Q And didn’t they ask you or didn’t you tell them at the time, oh, it’s because it was a display item or some reason for the fact that this item was reduced in price?
A No one called me to the front.
Q Well, did they call you on the phone and ask for some sort of explanation why the price was reduced on this rug?
A They may have.
Q So there was that sort of conversation, then, about why a rug was reduced, the price was reduced on a rug?
A There may have been.
Q Did they ask you any questions about the fact that this was your brother?
A Yes.
Q Wasn’t there a policy against you pricing something for your brother?
A I did not mark anything down.
Q Did they discuss the fact that they thought that or they were concerned about who was buying the rug?
A Yes.

Wombold’s counsel made no objection to the subject matter of this cross-examination.

After the jury was instructed, however, Wombold’s counsel objected to the district court’s not having given an “other acts” instruction concerning the rug incident.

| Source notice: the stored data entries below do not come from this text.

//! Core library for the Jetway airline reservation manager.
//!
//! The heart of the crate is the seat map engine ([`seatmap`]): it derives a
//! cabin grid from a flight's capacity, translates seat labels such as `14C`
//! to grid coordinates, books and releases seats, and encodes the grid as
//! text. Around it sit the domain models, simulated payment, flat-file
//! storage and the [`Agency`] application context that ties them together.
//!
//! # Display Architecture
//!
//! - **Domain Models** ([`models`]): implement [`std::fmt::Display`] as
//!   markdown
//! - **Display Wrappers** ([`display`]): collections and operation results
//! - **Terminal Rendering**: done by the CLI's terminal renderer
//!
//! # Quick Start
//!
//! ```rust
//! use jetway_core::{AgencyBuilder, MemoryStorage, params::CreateFlight};
//!
//! let mut agency = AgencyBuilder::new()
//!     .with_storage(MemoryStorage::new())
//!     .build()?;
//!
//! let flight = agency.create_flight(&CreateFlight {
//!     airline: "PAL".to_string(),
//!     plane_id: "RP-C3441".to_string(),
//!     capacity: 200,
//!     destination: "Manila to Davao".to_string(),
//!     departure: "13:00".to_string(),
//!     arrival: "14:45".to_string(),
//! })?;
//!
//! assert_eq!(flight.seats.locate("1H")?.column, 9);
//! println!("{}", flight.seats);
//! # Ok::<(), jetway_core::ReservationError>(())
//! ```

pub mod agency;
pub mod display;
pub mod error;
pub mod models;
pub mod params;
pub mod payment;
pub mod seatmap;
pub mod store;

// Re-export commonly used types
pub use agency::{Agency, AgencyBuilder};
pub use display::{
    Accounts, CreateResult, DeleteResult, Flights, LocalDateTime, OperationStatus, Reservations,
    UpdateResult,
};
pub use error::{ErrorKind, ReservationError, Result};
pub use models::{
    Account, Flight, FlightFilter, FlightStatus, Reservation, ReservationFilter,
    ReservationStatus, Role, WaitingList, WaitingPassenger,
};
pub use params::{BookSeat, CreateFlight, Credentials, Promote, Register, UpdateFlight};
pub use payment::{PaymentMethod, Receipt, FARE};
pub use seatmap::{CabinLayout, Cell, Position, Restored, SeatLabel, SeatMap};
pub use store::{FileStorage, MemoryStorage, Storage};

The district judge discussed the issue with the attorneys, explaining that in his view, the exchange between Wombold and the prosecutor about the rug was not “other acts” evidence; Wombold denied having marked down the rug, and the Government presented no evidence that she had done so, and pm-sued the matter no further. The district judge expressed his belief that an instruction calling this piece of cross-examination to the jury’s attention would result in more prejudice than good to Wombold, but the court agreed to give a limiting instruction if Wombold’s attorney thought it prudent.